**Instructions to follow**
A line belongs in the answer only if it contains the word "surface"; copy every such line from the listing below.
==== The data ====
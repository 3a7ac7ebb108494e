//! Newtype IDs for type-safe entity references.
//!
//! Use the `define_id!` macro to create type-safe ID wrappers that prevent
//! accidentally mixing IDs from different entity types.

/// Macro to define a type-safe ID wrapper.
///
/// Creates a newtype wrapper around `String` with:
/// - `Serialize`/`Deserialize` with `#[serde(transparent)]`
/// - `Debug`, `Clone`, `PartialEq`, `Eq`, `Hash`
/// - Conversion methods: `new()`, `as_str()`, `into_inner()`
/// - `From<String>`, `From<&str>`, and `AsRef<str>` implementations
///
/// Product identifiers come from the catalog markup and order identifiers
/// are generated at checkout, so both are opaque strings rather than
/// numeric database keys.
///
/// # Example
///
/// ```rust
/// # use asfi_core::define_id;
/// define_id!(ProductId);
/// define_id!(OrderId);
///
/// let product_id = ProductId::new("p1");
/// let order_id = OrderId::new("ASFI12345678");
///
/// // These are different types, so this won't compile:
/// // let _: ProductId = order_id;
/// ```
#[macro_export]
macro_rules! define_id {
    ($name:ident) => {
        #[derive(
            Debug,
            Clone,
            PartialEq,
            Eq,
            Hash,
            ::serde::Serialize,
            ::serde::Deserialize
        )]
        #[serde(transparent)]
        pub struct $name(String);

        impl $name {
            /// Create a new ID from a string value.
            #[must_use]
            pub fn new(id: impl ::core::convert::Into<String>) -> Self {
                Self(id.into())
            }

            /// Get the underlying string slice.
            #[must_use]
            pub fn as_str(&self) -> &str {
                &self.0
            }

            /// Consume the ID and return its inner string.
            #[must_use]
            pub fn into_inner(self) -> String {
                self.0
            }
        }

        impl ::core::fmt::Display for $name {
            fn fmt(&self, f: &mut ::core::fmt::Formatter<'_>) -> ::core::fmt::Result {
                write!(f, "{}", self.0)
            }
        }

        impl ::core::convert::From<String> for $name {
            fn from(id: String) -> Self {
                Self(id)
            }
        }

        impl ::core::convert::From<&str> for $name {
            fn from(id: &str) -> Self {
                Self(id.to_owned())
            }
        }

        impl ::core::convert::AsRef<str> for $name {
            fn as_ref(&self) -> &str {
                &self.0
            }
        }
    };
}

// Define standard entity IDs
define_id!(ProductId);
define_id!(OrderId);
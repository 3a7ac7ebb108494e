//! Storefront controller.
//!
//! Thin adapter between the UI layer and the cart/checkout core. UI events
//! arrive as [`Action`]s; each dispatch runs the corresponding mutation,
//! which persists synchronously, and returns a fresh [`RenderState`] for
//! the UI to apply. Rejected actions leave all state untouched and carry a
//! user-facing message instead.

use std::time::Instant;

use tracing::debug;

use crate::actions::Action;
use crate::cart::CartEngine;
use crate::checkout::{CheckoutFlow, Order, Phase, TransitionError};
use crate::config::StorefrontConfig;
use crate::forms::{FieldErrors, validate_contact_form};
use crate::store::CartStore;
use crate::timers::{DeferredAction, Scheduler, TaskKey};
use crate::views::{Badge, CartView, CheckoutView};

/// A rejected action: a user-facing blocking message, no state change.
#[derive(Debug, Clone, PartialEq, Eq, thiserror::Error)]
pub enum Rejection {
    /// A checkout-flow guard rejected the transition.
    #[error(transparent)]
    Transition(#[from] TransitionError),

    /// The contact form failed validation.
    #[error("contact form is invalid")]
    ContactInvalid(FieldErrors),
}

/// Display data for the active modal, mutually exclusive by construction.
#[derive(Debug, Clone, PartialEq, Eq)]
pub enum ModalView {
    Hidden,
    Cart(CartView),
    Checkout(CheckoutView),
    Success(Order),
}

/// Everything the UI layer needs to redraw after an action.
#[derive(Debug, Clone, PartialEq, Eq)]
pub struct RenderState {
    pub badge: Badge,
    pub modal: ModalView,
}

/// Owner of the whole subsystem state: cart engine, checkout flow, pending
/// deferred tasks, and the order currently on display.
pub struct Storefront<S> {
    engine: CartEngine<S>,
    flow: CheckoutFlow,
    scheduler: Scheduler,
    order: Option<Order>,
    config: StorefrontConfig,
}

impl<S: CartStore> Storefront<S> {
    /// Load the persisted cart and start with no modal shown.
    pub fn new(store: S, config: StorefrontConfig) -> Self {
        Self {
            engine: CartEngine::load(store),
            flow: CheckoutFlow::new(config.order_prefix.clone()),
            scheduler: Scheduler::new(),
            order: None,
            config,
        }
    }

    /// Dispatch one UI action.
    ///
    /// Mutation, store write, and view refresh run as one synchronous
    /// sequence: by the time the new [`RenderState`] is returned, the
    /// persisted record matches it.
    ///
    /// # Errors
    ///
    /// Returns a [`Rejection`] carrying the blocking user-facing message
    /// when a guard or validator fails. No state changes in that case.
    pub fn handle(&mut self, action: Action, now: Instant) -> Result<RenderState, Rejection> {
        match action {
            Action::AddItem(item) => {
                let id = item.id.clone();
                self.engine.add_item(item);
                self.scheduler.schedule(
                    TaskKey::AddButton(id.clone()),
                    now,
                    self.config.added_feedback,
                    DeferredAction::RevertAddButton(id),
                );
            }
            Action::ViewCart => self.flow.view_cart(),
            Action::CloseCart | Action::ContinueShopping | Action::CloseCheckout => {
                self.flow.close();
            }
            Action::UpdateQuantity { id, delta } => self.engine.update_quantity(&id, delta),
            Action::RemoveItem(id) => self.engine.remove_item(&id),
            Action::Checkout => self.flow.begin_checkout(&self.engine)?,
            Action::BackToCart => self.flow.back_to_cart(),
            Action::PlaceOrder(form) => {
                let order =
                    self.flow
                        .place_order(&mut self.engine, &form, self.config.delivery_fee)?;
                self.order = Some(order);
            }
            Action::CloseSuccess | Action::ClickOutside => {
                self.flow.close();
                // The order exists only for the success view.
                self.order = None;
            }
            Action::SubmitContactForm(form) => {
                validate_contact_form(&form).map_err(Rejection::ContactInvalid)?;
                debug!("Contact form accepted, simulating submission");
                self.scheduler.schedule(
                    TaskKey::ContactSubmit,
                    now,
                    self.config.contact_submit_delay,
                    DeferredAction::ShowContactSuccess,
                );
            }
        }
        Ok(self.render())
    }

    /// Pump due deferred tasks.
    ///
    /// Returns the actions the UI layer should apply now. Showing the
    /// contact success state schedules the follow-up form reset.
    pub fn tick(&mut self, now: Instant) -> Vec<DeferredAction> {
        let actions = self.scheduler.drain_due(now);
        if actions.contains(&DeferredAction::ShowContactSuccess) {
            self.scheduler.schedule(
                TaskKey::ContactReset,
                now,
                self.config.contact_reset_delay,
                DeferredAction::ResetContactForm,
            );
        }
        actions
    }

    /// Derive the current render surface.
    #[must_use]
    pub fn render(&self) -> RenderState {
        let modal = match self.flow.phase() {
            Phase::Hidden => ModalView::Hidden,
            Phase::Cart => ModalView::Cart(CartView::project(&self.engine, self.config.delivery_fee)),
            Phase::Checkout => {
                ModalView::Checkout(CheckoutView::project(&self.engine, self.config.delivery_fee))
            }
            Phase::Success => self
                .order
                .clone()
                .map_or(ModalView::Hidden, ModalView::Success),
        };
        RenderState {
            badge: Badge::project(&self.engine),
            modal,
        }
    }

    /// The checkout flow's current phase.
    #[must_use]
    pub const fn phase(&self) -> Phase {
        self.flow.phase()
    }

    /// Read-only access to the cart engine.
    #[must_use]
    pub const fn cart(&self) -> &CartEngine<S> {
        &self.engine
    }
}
====
==== The data ====
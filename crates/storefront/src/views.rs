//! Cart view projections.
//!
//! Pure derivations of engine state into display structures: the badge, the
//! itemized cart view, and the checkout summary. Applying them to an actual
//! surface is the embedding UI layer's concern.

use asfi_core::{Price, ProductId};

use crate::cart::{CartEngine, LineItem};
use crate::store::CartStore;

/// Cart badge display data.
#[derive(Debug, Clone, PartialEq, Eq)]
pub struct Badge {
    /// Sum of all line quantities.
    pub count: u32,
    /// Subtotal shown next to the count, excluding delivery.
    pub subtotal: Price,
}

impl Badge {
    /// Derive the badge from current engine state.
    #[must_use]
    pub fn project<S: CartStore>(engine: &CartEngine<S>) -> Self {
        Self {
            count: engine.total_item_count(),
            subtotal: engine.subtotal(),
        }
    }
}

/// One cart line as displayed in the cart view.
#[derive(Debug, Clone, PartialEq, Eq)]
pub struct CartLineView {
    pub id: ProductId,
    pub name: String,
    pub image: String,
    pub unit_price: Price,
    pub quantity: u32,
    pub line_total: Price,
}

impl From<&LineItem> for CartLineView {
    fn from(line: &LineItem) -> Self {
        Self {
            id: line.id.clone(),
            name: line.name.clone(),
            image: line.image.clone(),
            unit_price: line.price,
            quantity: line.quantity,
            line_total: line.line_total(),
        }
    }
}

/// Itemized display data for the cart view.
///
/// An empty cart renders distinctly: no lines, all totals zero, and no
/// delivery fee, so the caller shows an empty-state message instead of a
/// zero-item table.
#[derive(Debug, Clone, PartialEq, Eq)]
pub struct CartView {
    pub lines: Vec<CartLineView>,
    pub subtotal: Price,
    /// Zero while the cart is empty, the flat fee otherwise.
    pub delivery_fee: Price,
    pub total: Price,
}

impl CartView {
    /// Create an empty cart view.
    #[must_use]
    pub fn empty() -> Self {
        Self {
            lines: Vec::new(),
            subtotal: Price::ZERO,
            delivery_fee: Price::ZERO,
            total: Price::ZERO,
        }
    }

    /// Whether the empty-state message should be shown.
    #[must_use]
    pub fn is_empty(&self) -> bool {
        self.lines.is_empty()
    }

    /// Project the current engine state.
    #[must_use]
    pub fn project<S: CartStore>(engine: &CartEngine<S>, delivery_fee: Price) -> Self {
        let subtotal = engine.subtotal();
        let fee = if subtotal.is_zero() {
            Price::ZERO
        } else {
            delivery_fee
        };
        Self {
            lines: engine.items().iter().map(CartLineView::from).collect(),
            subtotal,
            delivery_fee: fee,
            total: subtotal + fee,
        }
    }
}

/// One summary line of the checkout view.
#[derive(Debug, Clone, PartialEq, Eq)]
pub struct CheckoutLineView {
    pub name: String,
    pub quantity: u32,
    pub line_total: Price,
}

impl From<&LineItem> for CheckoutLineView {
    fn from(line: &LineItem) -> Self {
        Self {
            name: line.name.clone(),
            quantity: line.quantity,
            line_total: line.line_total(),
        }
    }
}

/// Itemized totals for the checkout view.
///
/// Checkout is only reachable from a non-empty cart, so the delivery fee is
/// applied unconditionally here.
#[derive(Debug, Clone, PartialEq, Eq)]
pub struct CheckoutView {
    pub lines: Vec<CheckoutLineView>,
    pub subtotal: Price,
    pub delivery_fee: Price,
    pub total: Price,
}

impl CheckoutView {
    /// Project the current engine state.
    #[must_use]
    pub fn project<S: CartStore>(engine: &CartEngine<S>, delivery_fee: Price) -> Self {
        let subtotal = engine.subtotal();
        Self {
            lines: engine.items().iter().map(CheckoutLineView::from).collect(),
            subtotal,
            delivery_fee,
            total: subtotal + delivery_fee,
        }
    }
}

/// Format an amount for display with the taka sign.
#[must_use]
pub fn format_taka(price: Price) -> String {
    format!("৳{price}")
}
====
**Completed exercise**
    /// Derive the current render surface.
//! surface is the embedding UI layer's concern.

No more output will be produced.